AI / LLM Integration
Connect multiple LLM providers and use them for text generation and multi-turn chat from a unified API.
Use case: Add AI-powered features to your application — content generation, Q&A, summarization — using whichever provider you have access to.
How It Works
- Providers (OpenAI, Anthropic, Gemini, Ollama) are configured via the admin panel; API keys are stored in
ai.config.json. POST /api/ai/generateandPOST /api/ai/chatproxy requests to the selected provider using nativefetch.- Each call records token usage to
ai.usage.jsonfor persistent tracking.
Supported Providers
| Provider ID | Label | Requires API Key | Default Models |
|---|---|---|---|
openai | OpenAI | Yes | gpt-4o, gpt-4o-mini, gpt-4-turbo, gpt-3.5-turbo |
anthropic | Anthropic | Yes | claude-opus-4-6, claude-sonnet-4-6, claude-haiku-4-5-20251001 |
gemini | Google Gemini | Yes | gemini-2.0-flash, gemini-1.5-pro, gemini-1.5-flash |
ollama | Ollama (Local) | No | llama3.2, mistral, codellama, phi3 |
Configuration
Providers are configured via:
- Admin panel → AI Integration → Providers tab: Enable provider, paste API key, select default model.
- Direct file edit: Edit
ai.config.jsonin the project root.
Ollama requires a running local Ollama server.

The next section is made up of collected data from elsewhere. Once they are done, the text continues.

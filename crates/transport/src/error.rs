use snafu::Snafu;

#[derive(Debug, Snafu)]
#[snafu(visibility(pub(crate)))]
pub enum TransportError {
    #[snafu(display("connection is closed"))]
    ConnectionClosed { stage: &'static str },
    #[snafu(display("connection permanently closed after {attempts} reconnect attempts"))]
    RetriesExhausted { stage: &'static str, attempts: u32 },
    #[snafu(display("failed to serialize outbound frame '{event}'"))]
    SerializeFrame {
        stage: &'static str,
        event: String,
        source: serde_json::Error,
    },
    #[snafu(display("websocket write failed on `{stage}`"))]
    SocketWrite {
        stage: &'static str,
        source: tokio_tungstenite::tungstenite::Error,
    },
    #[snafu(display("server reported failure: {message}"))]
    Server {
        stage: &'static str,
        message: String,
    },
    #[snafu(display("exchange '{event}' ended without a terminal frame"))]
    ExchangeAbandoned {
        stage: &'static str,
        event: String,
    },
}

pub type TransportResult<T> = Result<T, TransportError>;
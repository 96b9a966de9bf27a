use serde::{Deserialize, Serialize};
use serde_json::Value;

/// Discriminated JSON text frame exchanged on every channel.
///
/// Outbound frames always carry `data`. Inbound frames carry either `data`
/// or, on the conversation channel, a server-side `error` object that the
/// transport redirects to `"<type>.error"` handlers.
#[derive(Debug, Clone, PartialEq, Serialize, Deserialize)]
pub struct Envelope {
    #[serde(rename = "type")]
    pub event: String,
    #[serde(default, skip_serializing_if = "Option::is_none")]
    pub data: Option<Value>,
    #[serde(default, skip_serializing_if = "Option::is_none")]
    pub error: Option<Value>,
}

impl Envelope {
    /// Builds an outbound `{type, data}` frame.
    pub fn outbound(event: impl Into<String>, data: Value) -> Self {
        Self {
            event: event.into(),
            data: Some(data),
            error: None,
        }
    }

    pub fn parse(raw: &str) -> Result<Self, serde_json::Error> {
        serde_json::from_str(raw)
    }

    pub fn to_json(&self) -> Result<String, serde_json::Error> {
        serde_json::to_string(self)
    }
}

#[cfg(test)]
mod tests {
    use super::*;
    use serde_json::json;

    #[test]
    fn outbound_frame_serializes_without_error_field() {
        let envelope = Envelope::outbound("conversation.main.create", json!({ "chunk_id": "0" }));
        let raw = envelope.to_json().unwrap();

        assert_eq!(
            raw,
            r#"{"type":"conversation.main.create","data":{"chunk_id":"0"}}"#
        );
    }

    #[test]
    fn inbound_error_variant_parses() {
        let envelope =
            Envelope::parse(r#"{"type":"conversation.list","error":{"message":"db down"}}"#)
                .unwrap();

        assert_eq!(envelope.event, "conversation.list");
        assert!(envelope.data.is_none());
        assert_eq!(envelope.error, Some(json!({ "message": "db down" })));
    }

    #[test]
    fn unknown_fields_are_tolerated() {
        let envelope =
            Envelope::parse(r#"{"type":"x","data":{},"trace_id":"abc"}"#).unwrap();
        assert_eq!(envelope.event, "x");
    }
}
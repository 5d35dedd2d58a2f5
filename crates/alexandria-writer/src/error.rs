// Copyright 2023-Present Datadog, Inc. https://www.datadoghq.com/
// SPDX-License-Identifier: Apache-2.0

use reqwest::StatusCode;

/// Errors returned by [`crate::WriterConfig`] validation
#[derive(Debug, thiserror::Error)]
pub enum ConfigError {
    #[error("Invalid configuration: {0}")]
    Invalid(String),
}

/// Why a flush failed to deliver its chunks. The chunks are dropped either way.
#[derive(Debug, thiserror::Error)]
pub enum SubmitError {
    #[error("invalid archive URL '{url}': {reason}")]
    Url { url: String, reason: String },

    #[error("can't perform request to alexandria: {0}")]
    Transport(#[from] reqwest::Error),

    #[error("wrong alexandria response code: got {got}, want {}", StatusCode::OK)]
    Status { got: StatusCode },
}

Default base URL: http://localhost:11434.
Token Usage Tracking
Every call to POST /api/ai/generate, POST /api/ai/chat, and POST /api/agents/:id/run records:
- Input token count
- Output token count
- Per-provider breakdown
Data is persisted to ai.usage.json and survives server restarts. Totals are visible in the admin dashboard.
AI Playground (Admin Panel)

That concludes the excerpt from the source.